I won’t stay off Facebook after Lent, but I expect I will keep my FB presence relatively scaled back. I do think my kiddo deserves more internet privacy than I’ve been giving her, though I’m not going to be a Nazi about it. And after all – I’m seriously hoping at this point to become a priest. It’s just a reality of the profession that my social media presence will have to be pretty controlled if I work with a flock someday! Thankfully I am surrounded by many good examples, so I’m not too worried about learning how to do that authentically and appropriately.

I guess I realized that my issues with Facebook are much less about communication and being “social” and more about technology. After all, in the end, Facebook is just a website, and the relationship it gives me to my phone is way more intimate than the one it provides me to any actual humans. It’s useful, and I intend to keep on using it … but hopefully more as a tool to facilitate real relationships with the people I’m connecting with, rather than as a replacement for the same.

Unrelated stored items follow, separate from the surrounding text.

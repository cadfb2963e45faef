//! Emotive Voice - voice conversation front end for hosted chat models
//!
//! This library provides:
//! - Audio capture with a local-recognizer-first, cloud-fallback transcript
//! - Chat completions over a streaming transport with a direct fallback
//! - Keyword emotion classification of replies
//! - Speech synthesis and playback
//!
//! # Architecture
//!
//! ```text
//! ┌──────────────────────────────────────────────────────┐
//! │                   Conversation                        │
//! │   Idle → Listening → (Processing) → Awaiting → Speak │
//! └───────┬──────────────┬──────────────┬────────────────┘
//!         │              │              │
//! ┌───────▼──────┐ ┌─────▼──────┐ ┌─────▼──────────────┐
//! │ Capture/STT  │ │    Chat    │ │  Emotion / TTS     │
//! │ local, cloud │ │ stream,    │ │  classify, speak   │
//! │              │ │ direct     │ │                    │
//! └──────────────┘ └────────────┘ └────────────────────┘
//! ```

pub mod chat;
pub mod config;
pub mod conversation;
pub mod emotion;
pub mod error;
pub mod voice;

pub use chat::{ChatTransport, DirectChat, Message, Role, StreamingChat};
pub use config::Config;
pub use conversation::{
    Collaborators, Conversation, ConversationOptions, ConversationState, Phase, Transition,
};
pub use emotion::Emotion;
pub use error::{Error, Result};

How have y’all’s Lenten fasts gone?


One thought on “Maundy Facebook

  1. I very much like your last statement about FB being a tool to facilitate real relationships. Yes! I had an interesting Lent in which I submitted my knitting passion to God, and worked on finishing up projects. I did not allow myself to start anything new. I managed to finish up 3 projects and face a re-start of a failed project. Plus I did get back to walking and exercising nearly every day. I have not lost weight, but I do feel healthier. At the end of Lent, God gave me a god-daughter; for the first time in my life I became a god-parent. I was on a spiritual and emotional high during the Easter Vigil while I watched a beautiful family (who has been through a lot of crap) with 3 daughters enter the Catholic family. And now that the Easter season is hear, I’ve started a colorful baby blanket for a neighbor who will have a baby daughter in May!! Woo hoo!